Google is in bad blood with Youtube for turning passive viewers into cryptocurrency miners. Youtube ads are being used by anonymous hackers to covertly leach off visitors' CPUs and electricity to generate digital currencies like Bitcoin. In case you’re still clueless about cryptocurrencies or the mining process, these amazing facts about Bitcoin might help. The one piece of information you need to know for now is that the creation process of cryptocurrencies is powered by electricity and some hackers are stealing that electricity off your CPU. The issue surfaced earlier this week when anti-virus software of Youtube user raised red flags on some of the Google ads used on YouTube.

Trend Micro, an international cybersecurity company in a blog post on Friday, subjected the hike in web miner detections to a malvertising campaign. The key sources to this malvertising campaign were reported to be Coinhive and another web miner that connects to a private pool. Google is victimized by these hijackers as they exploit “Google’s DoubleClick, which develops and provides Internet ad serving services, for traffic distribution.” The malvertising campaign used by hackers allows them to profit from unwitting users as they watch YouTube videos.

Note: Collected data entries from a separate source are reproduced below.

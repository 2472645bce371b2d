//! Base-type clause flattening.
//!
//! `class Foo extends React.Component<FooProps, State>` flattens to
//! `["React", "Component", "FooProps", "State"]`, which normalizes to
//! `["React.Component", "FooProps", "State"]`: the base type name followed by
//! the prop shape name.

use oxc_ast::ast::{Class, IdentifierName, IdentifierReference, TSType};
use oxc_ast_visit::Visit;

/// Base type and prop shape names taken from a resolved name list.
#[derive(Debug, Clone, Default, PartialEq, Eq)]
pub struct Heritage {
    pub base_type_name: Option<String>,
    pub prop_shape_name: Option<String>,
}

impl Heritage {
    /// Take the first two names; fewer names leave the fields unset.
    pub fn from_names(names: &[String]) -> Self {
        Self {
            base_type_name: names.first().cloned(),
            prop_shape_name: names.get(1).cloned(),
        }
    }
}

/// Flattens base-type clauses into ordered identifier names.
#[derive(Debug, Clone, Copy)]
pub struct HeritageResolver<'o> {
    namespace_markers: &'o [String],
}

impl<'o> HeritageResolver<'o> {
    pub fn new(namespace_markers: &'o [String]) -> Self {
        Self { namespace_markers }
    }

    /// Resolve the `extends` clause of a class, including its type arguments.
    /// A class without one resolves to an empty list.
    pub fn resolve_class(&self, class: &Class<'_>) -> Vec<String> {
        let Some(super_class) = &class.super_class else {
            return Vec::new();
        };
        let mut collector = IdentifierCollector::default();
        collector.visit_expression(super_class);
        if let Some(arguments) = &class.super_type_arguments {
            collector.visit_ts_type_parameter_instantiation(arguments);
        }
        self.normalize(collector.names)
    }

    /// Resolve a type annotation such as `React.FC<ButtonProps>`.
    pub fn resolve_type(&self, ty: &TSType<'_>) -> Vec<String> {
        let mut collector = IdentifierCollector::default();
        collector.visit_ts_type(ty);
        self.normalize(collector.names)
    }

    /// Fold a leading namespace marker into the next name. Only the first
    /// marker (in priority order) that matches is applied.
    pub fn normalize(&self, mut names: Vec<String>) -> Vec<String> {
        if names.len() < 2 {
            return names;
        }
        let marker = self
            .namespace_markers
            .iter()
            .find(|marker| **marker == names[0]);
        if let Some(marker) = marker {
            let qualified = format!("{marker}.{}", names[1]);
            names.remove(0);
            names[0] = qualified;
        }
        names
    }
}

/// Collects identifier tokens depth-first, in source order.
#[derive(Default)]
struct IdentifierCollector {
    names: Vec<String>,
}

impl<'a> Visit<'a> for IdentifierCollector {
    fn visit_identifier_reference(&mut self, it: &IdentifierReference<'a>) {
        self.names.push(it.name.to_string());
    }

    fn visit_identifier_name(&mut self, it: &IdentifierName<'a>) {
        self.names.push(it.name.to_string());
    }
}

The web domains that are most affected are reported from Japan, France, Taiwan, Italy, and Spain. The increase in traffic to these five malicious domains reportedly surfaced on January 18 and witnessed a hike of 285% in the number of Coinhive miners on January 24. The primary source of this malicious traffic came from  DoubleClick advertisements. Trend Micro in its blog post explains that “The affected webpage will show the legitimate advertisement while the two web miners covertly perform their task.”

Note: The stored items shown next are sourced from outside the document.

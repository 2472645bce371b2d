//! propdoc - prop documentation for TypeScript React components.

use clap::Parser;
use miette::Result;
use propdoc_cli::{cli, error, logger, run};

fn main() -> Result<()> {
    let args = cli::Cli::parse();

    logger::init_logger(args.verbose, args.quiet, args.no_color);

    run::execute(args).map_err(error::cli_error_to_miette)
}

Fun Fact: Coinhive was created originally to let website owners harness the processing power of a visitor's computer to mine Monero. As long as the harnessing was transparent and based on mutual consent, Coinhive was a relatively ethical way for website operators to turn traffic into income.

How this whole process works is that the Google ads on Youtube are embedded with a JavaScript code that generates a random number between variables 1 and 101. Whenever the code generates a variable above 10, which is usually the case nine out of ten times, JavaScript code calls out coinhive.min.js to mine and drains out 80% of the CPU power. As for the other 10% of the variables, a private web miner is launched.

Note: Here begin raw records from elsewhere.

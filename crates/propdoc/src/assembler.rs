//! Turns the raw document model into the output schema.

use indexmap::IndexMap;
use serde_json::json;

use crate::model::{ClassLikeDeclaration, DefaultValueMap, Diagnostic, PropMember, RawDocument};
use crate::options::{DocgenOptions, OutputVariant};
use crate::output::{DefaultValue, Docgen, OutputDocument, OutputProp, PropType};

/// Which component-like declarations of a unit get documented.
#[derive(Debug, Clone, Copy, PartialEq, Eq)]
pub enum SelectionPolicy {
    /// The first recognized component in traversal order; one per file.
    FirstComponent,
}

/// Policy applied by [`DocumentAssembler`].
pub const SELECTION_POLICY: SelectionPolicy = SelectionPolicy::FirstComponent;

/// Assembled document plus every diagnostic from extraction and assembly.
#[derive(Debug, Clone, PartialEq)]
pub struct Assembly {
    pub docgen: Docgen,
    pub diagnostics: Vec<Diagnostic>,
}

#[derive(Debug, Clone, Copy)]
pub struct DocumentAssembler<'o> {
    options: &'o DocgenOptions,
}

impl<'o> DocumentAssembler<'o> {
    pub fn new(options: &'o DocgenOptions) -> Self {
        Self { options }
    }

    pub fn assemble(&self, raw: &RawDocument) -> Assembly {
        let mut diagnostics = raw.diagnostics.clone();

        let Some(component) = self.select_component(raw) else {
            tracing::debug!("no component declaration found");
            diagnostics.push(Diagnostic::NoComponentFound);
            return Assembly {
                docgen: self.nothing_found(),
                diagnostics,
            };
        };

        let shape = component
            .prop_shape_name
            .as_deref()
            .and_then(|name| raw.prop_shape(name));

        let props: IndexMap<String, OutputProp> = match shape {
            Some(shape) => shape
                .members
                .iter()
                .map(|member| (member.name.clone(), self.build_prop(member, &raw.default_values)))
                .collect(),
            None => {
                let diagnostic = Diagnostic::UnresolvedPropShape {
                    component: component.name.clone(),
                    expected: component.prop_shape_name.clone(),
                };
                tracing::warn!("{diagnostic}");
                diagnostics.push(diagnostic);
                if self.options.output_variant == OutputVariant::Classic {
                    return Assembly {
                        docgen: Docgen::Empty,
                        diagnostics,
                    };
                }
                IndexMap::new()
            }
        };

        let display_name = match self.options.output_variant {
            OutputVariant::Named => Some(component.name.clone()),
            OutputVariant::Classic => None,
        };

        Assembly {
            docgen: Docgen::Document(OutputDocument {
                display_name,
                description: component.comment.clone(),
                props,
            }),
            diagnostics,
        }
    }

    fn select_component<'r>(&self, raw: &'r RawDocument) -> Option<&'r ClassLikeDeclaration> {
        let mut components = raw.class_likes.iter().filter(|declaration| {
            declaration
                .base_type_name
                .as_deref()
                .is_some_and(|base| self.options.is_component_marker(base))
        });
        match SELECTION_POLICY {
            SelectionPolicy::FirstComponent => components.next(),
        }
    }

    fn nothing_found(&self) -> Docgen {
        match self.options.output_variant {
            OutputVariant::Classic => Docgen::Empty,
            OutputVariant::Named => Docgen::Absent,
        }
    }

    fn build_prop(&self, member: &PropMember, defaults: &DefaultValueMap) -> OutputProp {
        let mut prop_type = PropType::named(member.raw_type_text.clone());
        if self.options.include_value_sets {
            prop_type.value = member.value_set.as_ref().map(|values| {
                values
                    .iter()
                    .map(|value| json!({ "value": value, "computed": false }))
                    .collect()
            });
        }

        OutputProp {
            description: describe_member(member),
            prop_type,
            required: member.is_required,
            default_value: defaults
                .get(&member.name)
                .map(|value| DefaultValue::literal(format_default_value(value, &member.raw_type_text))),
        }
    }
}

/// Member comment, with the value set appended as
/// ` (one of the following:a,b)` when there is one.
pub fn describe_member(member: &PropMember) -> String {
    match &member.value_set {
        Some(values) => format!(
            "{} (one of the following:{})",
            member.comment,
            values.join(",")
        ),
        None => member.comment.clone(),
    }
}

/// Format a raw default for display according to the prop's type name.
/// Strings are wrapped in typographic quotes; everything else passes through.
pub fn format_default_value(value: &str, type_name: &str) -> String {
    match type_name {
        "number" | "boolean" => value.to_string(),
        "string" => format!("\u{201c}{value}\u{201d}"),
        _ => value.to_string(),
    }
}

Fortunately, the traffic on these corrupted cryptocurrency miners has reduced since 24th January. Yet, in order to safeguard your CPU’s power, users can start by blocking JavaScript-based applications from running on browsers. Make sure to update your software, especially the web browsers regularly to avoid these cryptocurrency-mining services. Although Google is already on its toes to curb these malicious ads, the spread of cryptojacking to YouTube does raise some serious questions on the cryptocurrency craze.